Equally telling is the official reassurance that all candidates are already MBBS graduates who have completed internships and are therefore “recognized medical practitioners.” This is a dangerously low bar for specialist training. An MBBS degree certifies basic medical competence, not readiness for independent specialization. Postgraduate education is where errors cost lives in real time. Standards here cannot be negotiated down to salvage sunk investments in bricks, mortar, and regulatory approvals.
Organizations like Federation of All-India Medical Association have therefore raised a more uncomfortable but necessary question: why not reduce seats instead of reducing standards? Why continue to approve and retain PG seats in colleges that consistently fail to attract candidates unless eligibility norms are bent out of shape? Why not conduct an additional examination cycle, as suggested by several professional bodies, rather than hollow out the credibility of the main one?
The silence on these questions is revealing. Expanding PG seats-especially in the private sector-has become a policy goal in itself, untethered from training capacity. Once seats are sanctioned, there is immense political and financial pressure to ensure they are filled, regardless of quality. Regulators then find themselves firefighting the consequences of their own permissiveness, using percentile cuts as the extinguisher.
In this context, the role of the Medical Counselling Committee (MCC) becomes purely administrative-managing rounds, stray vacancies, and revised eligibility lists—while the deeper regulatory failure remains unaddressed. Counselling mechanisms cannot compensate for systemic dilution upstream.
The tragedy is that this erosion happens incrementally. Each year’s cut-off reduction is justified as a one-time exception. Each year’s vacancy is blamed on candidate behavior. Over time, the extraordinary becomes routine. A zero-percentile cut-off, once unthinkable, is now defended as pragmatic governance.
Lessons and the Way Forward
India does not suffer from a shortage of medical graduates willing to specialize; it suffers from a surplus of poorly grounded postgraduate seats. The first lesson is that seat numbers must follow training capacity, not the other way around. Persistent vacancies are a diagnostic signal, not a logistical inconvenience. They point to colleges that should be downsized, merged, or stripped of PG recognition until they demonstrate adequate patient load, faculty strength, and clinical outcomes.
Second, eligibility thresholds must retain meaning. A national entrance exam that certifies readiness for specialist training cannot be allowed to degenerate into a symbolic gateway. If vacancies remain after reasonable cut-offs, the correct response is a supplementary examination or a delayed cycle-not percentile nihilism.
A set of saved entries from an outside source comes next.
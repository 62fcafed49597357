//! HTTP routes.

use std::sync::Arc;

use axum::{routing::post, Router};

use crate::config::{RunnerSettings, StatusMode};
use crate::process::CommandExecutor;

pub mod script;

/// Immutable per-process state shared by every request.
#[derive(Debug)]
pub struct AppState {
    pub executor: CommandExecutor,
    pub status_mode: StatusMode,
    pub include_output_on_failure: bool,
}

impl AppState {
    pub fn from_settings(settings: &RunnerSettings) -> Self {
        Self {
            executor: CommandExecutor::new(&settings.script_path).with_timeout(settings.timeout),
            status_mode: settings.status_mode,
            include_output_on_failure: settings.include_output_on_failure,
        }
    }
}

pub fn router(state: AppState) -> Router {
    Router::new()
        .route("/script/run-script", post(script::run_script))
        .with_state(Arc::new(state))
}
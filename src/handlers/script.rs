//! `POST /script/run-script`: run the configured script for a project and group.

use std::sync::Arc;

use axum::{
    extract::{rejection::JsonRejection, State},
    http::StatusCode,
    response::{IntoResponse, Response},
    Json,
};
use tracing::{info, warn};

use super::AppState;
use crate::config::StatusMode;
use crate::execution::{ExecError, ExecutionRequest, ExecutionResult};

pub async fn run_script(
    State(state): State<Arc<AppState>>,
    payload: Result<Json<ExecutionRequest>, JsonRejection>,
) -> Response {
    let Json(request) = match payload {
        Ok(payload) => payload,
        Err(rejection) => {
            warn!(reason = %rejection.body_text(), "rejected run-script request");
            return (
                StatusCode::BAD_REQUEST,
                format!("Invalid request: {}", rejection.body_text()),
            )
                .into_response();
        }
    };

    info!(project = %request.project_name, group = %request.group, "running script");
    // Run detached so a client that hangs up cannot cut the script short.
    let args = request.into_args();
    let task_state = Arc::clone(&state);
    let run = tokio::spawn(async move {
        let result = task_state.executor.execute(&args).await;
        match result.error() {
            None => info!("script finished"),
            Some(err) => warn!(error = %err, "script failed"),
        }
        result
    });
    let result = match run.await {
        Ok(result) => result,
        Err(err) => ExecutionResult::Failure(ExecError::launch(err)),
    };

    let status = status_for(state.status_mode, &result);
    (status, result.render(state.include_output_on_failure)).into_response()
}

pub fn status_for(mode: StatusMode, result: &ExecutionResult) -> StatusCode {
    match (mode, result.error()) {
        (StatusMode::Compat, _) | (StatusMode::Strict, None) => StatusCode::OK,
        (StatusMode::Strict, Some(ExecError::NonZeroExit { .. })) => StatusCode::BAD_GATEWAY,
        (StatusMode::Strict, Some(ExecError::Launch(_))) => StatusCode::INTERNAL_SERVER_ERROR,
        (StatusMode::Strict, Some(ExecError::TimedOut { .. })) => StatusCode::GATEWAY_TIMEOUT,
    }
}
Third, government colleges should not be conflated with the vacancy problem. Evidence consistently shows that public institutions, despite their many stresses, remain the backbone of credible postgraduate training and are largely filled on merit. Policy responses must therefore be targeted, not blanket.
Finally, regulatory credibility demands transparency. The publication of college-wise vacancy data, linked explicitly to inspection findings, faculty numbers, and patient statistics, would force an honest reckoning. Without that, lowering cut-offs will remain the easiest-and most damaging-escape route.
A country that entrusts its sick, its children, and its elderly to specialists trained under its watch cannot afford to pretend that seat filling is the same as system building. When merit hits rock bottom, patient safety is never far behind.